Ms. psalter-hours, use of Sarum (Calendar, Hours of the Virgin, Office of the Dead). Written and illuminated in England, probably London, before 1446 1430-1445 (fols. 5-10, 12-232), England, middle of the 15th century (fols. 1-4) and northern Italy, ca. 1482 (fols. 11, 232-261; Table of Golden Numbers on fol. 11 has beginning date of 1482).
Text has different formats for separate sections: 2 columns, 71-72 lines (fols. 1-4); 1 column 23 lines (fols. 6-261).
Most of the manuscript is written in Latin, there is one rubric in French, a few prayers in English, instructions on fol. 11 in Italian. The Italian part of M.893 codicologically and paleographically is seen as an added substitute for the original English section which was perhaps damaged or lost upon its transfer to Italy.
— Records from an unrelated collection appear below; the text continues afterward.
#[test]
fn test_pre_rasterization_only_difference() {
    let a = full_snapshot();
    let mut b = full_snapshot();
    b.set_depth_clamp_enable(Bool32::TRUE);

    assert!(!a.compare_state_subset(&b, PipelineSubset::PreRasterizationShaders));
    assert!(a.compare_state_subset(&b, PipelineSubset::FragmentShader));
}

#[test]
fn test_unmapped_fields_never_gate_subsets() {
    let a = full_snapshot();
    let mut b = full_snapshot();
    b.set_primitive_topology(PrimitiveTopology::LINE_STRIP);
    b.set_stencil_test_enable(Bool32::TRUE);
    b.set_num_color_attachments(3);
    b.set_viewport_swizzle(1, ViewportSwizzle {
        x: crate::types::ViewportCoordinateSwizzle::NEGATIVE_X,
        ..Default::default()
    });

    assert_ne!(a, b);
    for subset in PipelineSubset::ALL {
        assert!(a.compare_state_subset(&b, subset));
    }
}

#[test]
fn test_subset_shader_identity() {
    let a = full_snapshot();
    let mut b = full_snapshot();
    b.set_comparable_shader(ShaderStage::Fragment, ShaderIdentity(42));

    assert!(a.compare_state_subset(&b, PipelineSubset::PreRasterizationShaders));
    assert!(!a.compare_state_subset(&b, PipelineSubset::FragmentShader));

    b.set_comparable_shader(ShaderStage::Mesh, ShaderIdentity(7));
    assert!(!a.compare_state_subset(&b, PipelineSubset::PreRasterizationShaders));
}

#[test]
fn test_subset_compares_sample_mask_array() {
    let a = full_snapshot();
    let mut b = full_snapshot();
    b.set_sample_mask(0, 0b1010);

    assert!(!a.compare_state_subset(&b, PipelineSubset::FragmentShader));
    assert!(!a.field_eq(&b, FieldId::SampleMasks));
}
Decoration: 22 half-page miniatures in the original manuscript, decorated borders, some historiated, 5 added Italian miniatures.
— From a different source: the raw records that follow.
//! Cache keys
//!
//! [`DrawStateKey`] owns a deep copy of a snapshot and is stored in pipeline
//! maps. Lookups go through [`LookupKey`], which borrows the live snapshot and
//! only copies it when a new entry has to be inserted.

use std::hash::{Hash, Hasher};

use hashbrown::Equivalent;

use crate::error::DrawStateError;
use crate::snapshot::DrawStateSnapshot;

/// Owned snapshot copy keyed by its combined hash
///
/// `Eq` runs full equality, so keys whose hashes collide are still told apart.
#[derive(Debug)]
pub struct DrawStateKey {
    snapshot: DrawStateSnapshot,
    hash: u64,
}

impl DrawStateKey {
    /// Copy the current state of `snapshot` into a key.
    pub fn new(snapshot: &mut DrawStateSnapshot) -> Result<Self, DrawStateError> {
        let hash = snapshot.cache_hash();
        Ok(Self {
            snapshot: snapshot.try_clone()?,
            hash,
        })
    }

    pub fn snapshot(&self) -> &DrawStateSnapshot {
        &self.snapshot
    }

    pub fn hash_value(&self) -> u64 {
        self.hash
    }
}

impl PartialEq for DrawStateKey {
    fn eq(&self, other: &Self) -> bool {
        self.hash == other.hash && self.snapshot == other.snapshot
    }
}

impl Eq for DrawStateKey {}

impl Hash for DrawStateKey {
    fn hash<H: Hasher>(&self, state: &mut H) {
        state.write_u64(self.hash);
    }
}

/// Borrowed lookup key for a live snapshot
#[derive(Debug, Clone, Copy)]
pub struct LookupKey<'a> {
    snapshot: &'a DrawStateSnapshot,
    hash: u64,
}

impl LookupKey<'_> {
    pub fn hash_value(&self) -> u64 {
        self.hash
    }

    /// Copy the borrowed state into an owned key for insertion.
    pub fn to_owned_key(&self) -> Result<DrawStateKey, DrawStateError> {
        Ok(DrawStateKey {
            snapshot: self.snapshot.try_clone()?,
            hash: self.hash,
        })
    }
}

impl Hash for LookupKey<'_> {
    fn hash<H: Hasher>(&self, state: &mut H) {
        state.write_u64(self.hash);
    }
}

impl Equivalent<DrawStateKey> for LookupKey<'_> {
    fn equivalent(&self, key: &DrawStateKey) -> bool {
        self.hash == key.hash && *self.snapshot == key.snapshot
    }
}

impl DrawStateSnapshot {
    /// Borrow this snapshot as a map lookup key, refreshing the cached hash
    /// for any groups changed since the last call.
    pub fn lookup_key(&mut self) -> LookupKey<'_> {
        let hash = self.cache_hash();
        LookupKey {
            snapshot: self,
            hash,
        }
    }
}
Artist: original miniatures previously attributed by Jonathan J.G. Alexander to William Abell; Kathleen Scott disagrees with the Abell attribution and has assigned them to two hands, A and B; the Italian miniatures were attributed by Alexander to Tommaso da Modena, and at present are attributed to three hands: those on fols. 236 and 244v to Tommaso da Modena; those on fols 237v and 240 to "an illuminator working in the style of Piero della Francesca and close to the master of San Paolo Certosino = Guglielmo Giraldi; the last on fol. 255 recently tentatively attributed by Giordana Mariani Canova to an artist called Alessandro Leoni (see La miniatura a Ferrara, p. 255).
Binding: 19th-century brown morocco with plaited leather and silver clasps, lettered on back cover: DUKE OF WARWICK'S MANUSCRIPT, gilt and gauffered edges.